-- Opening Marker --

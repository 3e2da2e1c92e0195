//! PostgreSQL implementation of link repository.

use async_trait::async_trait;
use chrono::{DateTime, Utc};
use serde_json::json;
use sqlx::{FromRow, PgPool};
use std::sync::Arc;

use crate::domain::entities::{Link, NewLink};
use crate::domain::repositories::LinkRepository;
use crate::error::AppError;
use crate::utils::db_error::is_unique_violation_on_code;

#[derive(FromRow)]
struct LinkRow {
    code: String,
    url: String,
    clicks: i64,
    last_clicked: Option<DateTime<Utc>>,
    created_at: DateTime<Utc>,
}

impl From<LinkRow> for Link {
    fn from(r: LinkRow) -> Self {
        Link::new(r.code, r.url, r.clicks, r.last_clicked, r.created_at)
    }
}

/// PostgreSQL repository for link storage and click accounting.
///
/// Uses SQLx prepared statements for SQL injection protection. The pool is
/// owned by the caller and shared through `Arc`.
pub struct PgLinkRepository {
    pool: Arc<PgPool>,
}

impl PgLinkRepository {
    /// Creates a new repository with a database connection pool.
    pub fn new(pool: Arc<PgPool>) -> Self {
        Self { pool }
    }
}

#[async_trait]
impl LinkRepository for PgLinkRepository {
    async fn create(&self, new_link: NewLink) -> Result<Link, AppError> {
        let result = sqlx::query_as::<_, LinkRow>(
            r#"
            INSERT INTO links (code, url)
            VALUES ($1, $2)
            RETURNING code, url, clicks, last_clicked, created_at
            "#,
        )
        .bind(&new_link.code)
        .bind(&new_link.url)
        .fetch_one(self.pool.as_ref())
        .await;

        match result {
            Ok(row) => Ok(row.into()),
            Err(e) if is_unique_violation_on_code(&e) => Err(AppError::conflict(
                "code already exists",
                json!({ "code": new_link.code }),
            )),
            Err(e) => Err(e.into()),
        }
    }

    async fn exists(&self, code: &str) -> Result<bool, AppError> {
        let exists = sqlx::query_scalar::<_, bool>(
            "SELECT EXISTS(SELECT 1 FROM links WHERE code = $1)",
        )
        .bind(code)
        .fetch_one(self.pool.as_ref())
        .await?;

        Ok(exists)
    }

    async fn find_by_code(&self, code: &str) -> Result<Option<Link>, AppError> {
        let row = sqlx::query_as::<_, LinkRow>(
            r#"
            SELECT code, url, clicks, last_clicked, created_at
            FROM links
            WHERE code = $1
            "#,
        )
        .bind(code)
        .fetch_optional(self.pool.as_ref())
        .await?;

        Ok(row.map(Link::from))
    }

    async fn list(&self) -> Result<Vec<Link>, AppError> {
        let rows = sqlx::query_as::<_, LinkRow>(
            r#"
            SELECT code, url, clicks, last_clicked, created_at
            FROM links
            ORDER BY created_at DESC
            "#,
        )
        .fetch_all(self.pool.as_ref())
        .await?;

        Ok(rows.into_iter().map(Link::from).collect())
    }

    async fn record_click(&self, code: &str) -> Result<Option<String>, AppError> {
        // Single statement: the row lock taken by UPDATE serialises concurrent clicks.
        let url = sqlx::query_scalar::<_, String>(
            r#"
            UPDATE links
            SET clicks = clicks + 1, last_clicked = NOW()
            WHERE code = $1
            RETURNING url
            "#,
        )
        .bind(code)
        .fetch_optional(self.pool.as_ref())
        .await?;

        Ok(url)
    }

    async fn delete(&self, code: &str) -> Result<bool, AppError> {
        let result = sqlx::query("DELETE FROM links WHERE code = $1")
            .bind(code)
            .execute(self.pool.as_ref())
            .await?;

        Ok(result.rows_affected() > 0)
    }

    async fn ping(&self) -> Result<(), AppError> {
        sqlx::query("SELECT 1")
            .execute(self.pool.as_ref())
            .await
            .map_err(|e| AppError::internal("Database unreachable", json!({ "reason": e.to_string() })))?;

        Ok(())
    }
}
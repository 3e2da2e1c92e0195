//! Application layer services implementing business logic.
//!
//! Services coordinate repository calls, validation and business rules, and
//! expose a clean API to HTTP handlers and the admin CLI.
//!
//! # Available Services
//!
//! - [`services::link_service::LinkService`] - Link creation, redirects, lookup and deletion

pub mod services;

-- Closing Marker --

DIRECTIONS FOR THIS TASK.
What is needed is the number of lines in these entries that include the word "NewLink"; please give it alone.

RESPONSE FOR THIS EXERCISE.
2